* RECORDED DATA
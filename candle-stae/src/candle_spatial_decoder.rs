use crate::candle_aux_layers::{conv2d_bias, Conv2dBias};
use crate::candle_model_config::StaeConfig;
use crate::candle_model_traits::SpatialDecoderT;
use crate::candle_param_store::ParamBuilder;
use candle_core::{Device, Result, Tensor};
use candle_nn::Module;

const DECODER_BIAS_INIT: f64 = 0.01;

/// Source index of each output position for nearest-neighbour resizing
/// (no corner alignment): `min(floor(i * n_in / n_out), n_in - 1)`
pub fn nearest_indices(n_in: usize, n_out: usize) -> Vec<u32> {
    (0..n_out)
        .map(|i| ((i * n_in) / n_out).min(n_in.saturating_sub(1)) as u32)
        .collect()
}

/// Nearest-neighbour upsampling followed by a same-padded convolution.
/// Terminal layer: no normalization, no activation.
///
/// Resizing gathers rows and columns with `index_select`, which keeps
/// the whole path differentiable for non-integer scale factors.
pub struct SpatialDecoder {
    in_channels: usize,
    in_extent: (usize, usize),
    out_extent: (usize, usize),
    row_index: Tensor,
    col_index: Tensor,
    conv: Conv2dBias,
}

impl SpatialDecoder {
    /// Will create `dec.deconv.0.weight` and `dec.deconv.0.bias`
    pub fn new(config: &StaeConfig, pb: ParamBuilder) -> Result<Self> {
        let in_extent = config.encoder_extent()?;
        let out_extent = (config.height, config.width);
        let in_channels = config.temporal_channels();
        let device: &Device = pb.device();

        let rows = nearest_indices(in_extent.0, out_extent.0);
        let cols = nearest_indices(in_extent.1, out_extent.1);
        let row_index = Tensor::from_vec(rows, out_extent.0, device)?;
        let col_index = Tensor::from_vec(cols, out_extent.1, device)?;

        let conv = conv2d_bias(
            in_channels,
            config.channels,
            config.decoder_kernel,
            1,
            config.decoder_kernel / 2,
            DECODER_BIAS_INIT,
            pb.pp("dec.deconv.0"),
        )?;

        Ok(Self {
            in_channels,
            in_extent,
            out_extent,
            row_index,
            col_index,
            conv,
        })
    }

    pub fn upsample(&self, h_nchw: &Tensor) -> Result<Tensor> {
        h_nchw
            .index_select(&self.row_index, 2)?
            .index_select(&self.col_index, 3)
    }
}

impl SpatialDecoderT for SpatialDecoder {
    fn forward(&self, h_nchw: &Tensor) -> Result<Tensor> {
        let (_, c, h, w) = h_nchw.dims4()?;
        if (c, h, w) != self.dim_latent() {
            candle_core::bail!(
                "decoder expects {:?} maps, got {:?}",
                self.dim_latent(),
                (c, h, w)
            );
        }
        self.conv.forward(&self.upsample(h_nchw)?)
    }

    fn dim_obs(&self) -> (usize, usize, usize) {
        (self.conv.out_channels(), self.out_extent.0, self.out_extent.1)
    }

    fn dim_latent(&self) -> (usize, usize, usize) {
        (self.in_channels, self.in_extent.0, self.in_extent.1)
    }
}

#[cfg(test)]
mod tests {
    use super::*;
    use crate::candle_param_store::ParamStore;
    use candle_core::{DType, Var};

    #[test]
    fn test_nearest_indices() {
        assert_eq!(nearest_indices(2, 4), vec![0, 0, 1, 1]);
        assert_eq!(nearest_indices(4, 9), vec![0, 0, 0, 1, 1, 2, 2, 3, 3]);
        let idx = nearest_indices(50, 227);
        assert_eq!(idx.len(), 227);
        assert_eq!(*idx.last().unwrap(), 49);
    }

    #[test]
    fn test_upsample_repeats_values() -> Result<()> {
        let store = ParamStore::new(DType::F32, &Device::Cpu);
        let config = StaeConfig::new(2).with_frame_size(45, 45);
        let dec = SpatialDecoder::new(&config, store.root())?;

        let h = Tensor::arange(0f32, 16., &Device::Cpu)?
            .reshape((1, 1, 4, 4))?
            .repeat((1, 32, 1, 1))?;
        let up = dec.upsample(&h)?;
        assert_eq!(up.dims(), &[1, 32, 45, 45]);

        let corner = up.get(0)?.get(0)?.get(44)?.get(44)?.to_scalar::<f32>()?;
        assert_eq!(corner, 15.);
        let origin = up.get(0)?.get(0)?.get(0)?.get(0)?.to_scalar::<f32>()?;
        assert_eq!(origin, 0.);
        Ok(())
    }

    #[test]
    fn test_decoder_output_and_gradient() -> Result<()> {
        let store = ParamStore::new(DType::F32, &Device::Cpu);
        let config = StaeConfig::new(2).with_frame_size(45, 45);
        let dec = SpatialDecoder::new(&config, store.root())?;
        assert_eq!(dec.dim_obs(), (1, 45, 45));

        let h = Var::randn(0f32, 1f32, (3, 32, 4, 4), &Device::Cpu)?;
        let y = dec.forward(h.as_tensor())?;
        assert_eq!(y.dims(), &[3, 1, 45, 45]);

        // gradients reach the input through a non-integer upscaling
        let grads = y.sqr()?.sum_all()?.backward()?;
        let g = grads.get(h.as_tensor()).expect("input gradient");
        assert_eq!(g.dims(), &[3, 32, 4, 4]);
        Ok(())
    }
}
use candle_core::{DType, Device, Tensor};
use rand::prelude::SliceRandom;
use std::path::Path;

/// `DataLoader` for minibatch learning
pub trait DataLoader {
    fn minibatch_data(&self, batch_idx: usize, target_device: &Device) -> anyhow::Result<Tensor>;

    fn num_minibatch(&self) -> usize;

    fn shuffle_minibatch(&mut self, batch_size: usize) -> anyhow::Result<()>;
}

pub struct Minibatches {
    samples: Vec<usize>,
    pub chunks: Vec<Vec<usize>>,
}

impl Minibatches {
    pub fn new(size: usize) -> Self {
        Self {
            samples: (0..size).collect(),
            chunks: vec![],
        }
    }

    /// Shuffle the samples and cut them into chunks of `batch_size`;
    /// the last chunk may be smaller
    pub fn shuffle_minibatch(&mut self, batch_size: usize) {
        let mut rng = rand::rng();
        self.samples.shuffle(&mut rng);
        self.chunks = self
            .samples
            .chunks(batch_size.max(1))
            .map(|c| c.to_vec())
            .collect();
    }

    pub fn size(&self) -> usize {
        self.samples.len()
    }
}

/// First frame of every window of `tvol` frames, `stride` apart
///
/// # Returns `N = (nframes - tvol) / stride + 1` start indices
pub fn window_starts(nframes: usize, tvol: usize, stride: usize) -> anyhow::Result<Vec<usize>> {
    if tvol == 0 || stride == 0 {
        anyhow::bail!("tvol and stride must be positive");
    }
    if nframes < tvol {
        anyhow::bail!("{} frames cannot fill a volume of {}", nframes, tvol);
    }
    Ok((0..=(nframes - tvol)).step_by(stride).collect())
}

/// Read frames or volumes from a `.npy` file as `f32`.
/// Unsigned 8-bit pixels are scaled to [0, 1].
pub fn read_npy_f32(path: &Path) -> anyhow::Result<Tensor> {
    let raw = Tensor::read_npy(path)
        .map_err(|e| anyhow::anyhow!("failed to read {}: {}", path.display(), e))?;
    Ok(match raw.dtype() {
        DType::U8 => raw.to_dtype(DType::F32)?.affine(1. / 255., 0.)?,
        DType::F32 => raw,
        _ => raw.to_dtype(DType::F32)?,
    })
}

///
/// In-memory video `(F, H, W, C)` seen as windows of `tvol` frames.
/// Each window is a sample; frames are stored once and a window is
/// only materialized when it is handed out in a minibatch.
///
pub struct VolumeData {
    frames: Tensor,
    tvol: usize,
    stride: usize,
    starts: Vec<usize>,
    minibatches: Minibatches,
}

impl VolumeData {
    /// Ready-made volumes `(N, T, H, W, C)` become back-to-back windows
    /// (stride `T`) over their concatenated frames
    pub fn from_volumes(volumes: &Tensor) -> anyhow::Result<Self> {
        let (n, t, h, w, c) = volumes.dims5()?;
        let frames = volumes.reshape((n * t, h, w, c))?;
        Self::from_frames(&frames, t, t)
    }

    /// Sliding windows over `(F, H, W)` or `(F, H, W, C)` frames
    pub fn from_frames(frames: &Tensor, tvol: usize, stride: usize) -> anyhow::Result<Self> {
        let frames = match frames.rank() {
            3 => frames.unsqueeze(3)?,
            4 => frames.clone(),
            r => anyhow::bail!("expected (F, H, W[, C]) frames, got rank {}", r),
        };
        let starts = window_starts(frames.dim(0)?, tvol, stride)?;
        let n = starts.len();
        Ok(Self {
            frames,
            tvol,
            stride,
            starts,
            minibatches: Minibatches::new(n),
        })
    }

    /// Frames `(F, H, W[, C])` are windowed with `tvol` and `stride`;
    /// volumes `(N, T, H, W, C)` keep their own `T` and do not overlap
    pub fn from_npy(path: &Path, tvol: usize, stride: usize) -> anyhow::Result<Self> {
        let data = read_npy_f32(path)?;
        match data.rank() {
            5 => Self::from_volumes(&data),
            _ => Self::from_frames(&data, tvol, stride),
        }
    }

    pub fn num_volumes(&self) -> usize {
        self.starts.len()
    }

    /// frames per volume
    pub fn tvol(&self) -> usize {
        self.tvol
    }

    /// offset between the first frames of consecutive volumes
    pub fn stride(&self) -> usize {
        self.stride
    }

    /// all frames `(F, H, W, C)`, each stored once
    pub fn frames(&self) -> &Tensor {
        &self.frames
    }

    /// `(H, W, C)` of a frame
    pub fn frame_dims(&self) -> &[usize] {
        &self.frames.dims()[1..]
    }

    fn windows<I>(&self, samples: I, target_device: &Device) -> anyhow::Result<Tensor>
    where
        I: Iterator<Item = usize>,
    {
        let volumes = samples
            .map(|i| self.frames.narrow(0, self.starts[i], self.tvol))
            .collect::<candle_core::Result<Vec<_>>>()?;
        Ok(Tensor::stack(&volumes, 0)?.to_device(target_device)?)
    }

    /// Volumes `[lb, ub)` in window order
    pub fn range_data(&self, lb: usize, ub: usize, target_device: &Device) -> anyhow::Result<Tensor> {
        let ub = ub.min(self.num_volumes());
        if lb >= ub {
            anyhow::bail!("empty range [{}, {})", lb, ub);
        }
        self.windows(lb..ub, target_device)
    }
}

impl DataLoader for VolumeData {
    fn minibatch_data(&self, batch_idx: usize, target_device: &Device) -> anyhow::Result<Tensor> {
        if let Some(samples) = self.minibatches.chunks.get(batch_idx) {
            self.windows(samples.iter().copied(), target_device)
        } else {
            Err(anyhow::anyhow!(
                "invalid index = {} vs. total # = {}",
                batch_idx,
                self.num_minibatch()
            ))
        }
    }

    fn num_minibatch(&self) -> usize {
        self.minibatches.chunks.len()
    }

    fn shuffle_minibatch(&mut self, batch_size: usize) -> anyhow::Result<()> {
        self.minibatches.shuffle_minibatch(batch_size);
        Ok(())
    }
}

#[cfg(test)]
mod tests {
    use super::*;

    fn frames(n: usize) -> anyhow::Result<Tensor> {
        // frame f is filled with the value f
        Ok(Tensor::arange(0f32, n as f32, &Device::Cpu)?
            .reshape((n, 1, 1))?
            .repeat((1, 3, 2))?)
    }

    #[test]
    fn test_window_starts() -> anyhow::Result<()> {
        assert_eq!(window_starts(10, 4, 2)?, vec![0, 2, 4, 6]);
        assert_eq!(window_starts(4, 4, 3)?, vec![0]);
        assert!(window_starts(3, 4, 1).is_err());
        assert!(window_starts(5, 4, 0).is_err());
        Ok(())
    }

    #[test]
    fn test_sliding_windows_share_frames() -> anyhow::Result<()> {
        let data = VolumeData::from_frames(&frames(10)?, 4, 2)?;
        assert_eq!(data.num_volumes(), 4);
        // frames are kept once, not once per window
        assert_eq!(data.frames().dims(), &[10, 3, 2, 1]);
        assert_eq!(data.frame_dims(), &[3, 2, 1]);

        let v = data.range_data(0, 4, &Device::Cpu)?;
        assert_eq!(v.dims(), &[4, 4, 3, 2, 1]);
        // second volume holds frames 2..6
        for t in 0..4 {
            let x = v.get(1)?.get(t)?.flatten_all()?.to_vec1::<f32>()?;
            assert!(x.iter().all(|&x| x == (2 + t) as f32));
        }
        Ok(())
    }

    #[test]
    fn test_minibatches_cover_all_volumes() -> anyhow::Result<()> {
        let mut data = VolumeData::from_frames(&frames(12)?, 3, 1)?;
        assert_eq!(data.num_volumes(), 10);
        assert_eq!(data.num_minibatch(), 0);

        data.shuffle_minibatch(4)?;
        assert_eq!(data.num_minibatch(), 3);

        let mut seen = vec![];
        for b in 0..data.num_minibatch() {
            let mb = data.minibatch_data(b, &Device::Cpu)?;
            assert_eq!(mb.dims()[1..], [3, 3, 2, 1]);
            // first frame value identifies the volume
            for i in 0..mb.dim(0)? {
                let v = mb.get(i)?.flatten_all()?.to_vec1::<f32>()?[0];
                seen.push(v as usize);
            }
        }
        seen.sort();
        assert_eq!(seen, (0..10).collect::<Vec<_>>());
        assert!(data.minibatch_data(3, &Device::Cpu).is_err());
        Ok(())
    }

    #[test]
    fn test_npy_frames() -> anyhow::Result<()> {
        let dir = tempfile::tempdir()?;
        let path = dir.path().join("frames.npy");
        let raw = Tensor::full(255u8, (6, 4, 4), &Device::Cpu)?;
        raw.write_npy(&path)?;

        let data = VolumeData::from_npy(&path, 2, 2)?;
        assert_eq!(data.num_volumes(), 3);
        assert_eq!((data.tvol(), data.stride()), (2, 2));
        let max = data.frames().max_all()?.to_scalar::<f32>()?;
        assert!((max - 1.0).abs() < 1e-6);

        let range = data.range_data(1, 10, &Device::Cpu)?;
        assert_eq!(range.dims(), &[2, 2, 4, 4, 1]);
        Ok(())
    }

    #[test]
    fn test_npy_volumes_do_not_overlap() -> anyhow::Result<()> {
        let dir = tempfile::tempdir()?;
        let path = dir.path().join("volumes.npy");
        // volume n, frame t is filled with 10 * n + t
        let vals = Tensor::arange(0f32, 6., &Device::Cpu)?.reshape((2, 3))?;
        let offset = Tensor::new(&[[0f32], [7.]], &Device::Cpu)?;
        let vals = vals.broadcast_add(&offset)?;
        let volumes = vals
            .reshape((2, 3, 1, 1, 1))?
            .repeat((1, 1, 4, 4, 1))?
            .contiguous()?;
        volumes.write_npy(&path)?;

        // the volume length comes from the file, not from the arguments
        let data = VolumeData::from_npy(&path, 5, 1)?;
        assert_eq!(data.num_volumes(), 2);
        assert_eq!((data.tvol(), data.stride()), (3, 3));

        let back = data.range_data(0, 2, &Device::Cpu)?;
        assert_eq!(back.dims(), volumes.dims());
        let diff = back.sub(&volumes)?.abs()?.max_all()?.to_scalar::<f32>()?;
        assert_eq!(diff, 0.);
        Ok(())
    }
}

* INSTRUCTIONS FOR THE TASK
Among the entries, find every line holding "vals" and return it.

* TASK OUTPUT
        let vals = Tensor::arange(0f32, 6., &Device::Cpu)?.reshape((2, 3))?;
        let vals = vals.broadcast_add(&offset)?;
        let volumes = vals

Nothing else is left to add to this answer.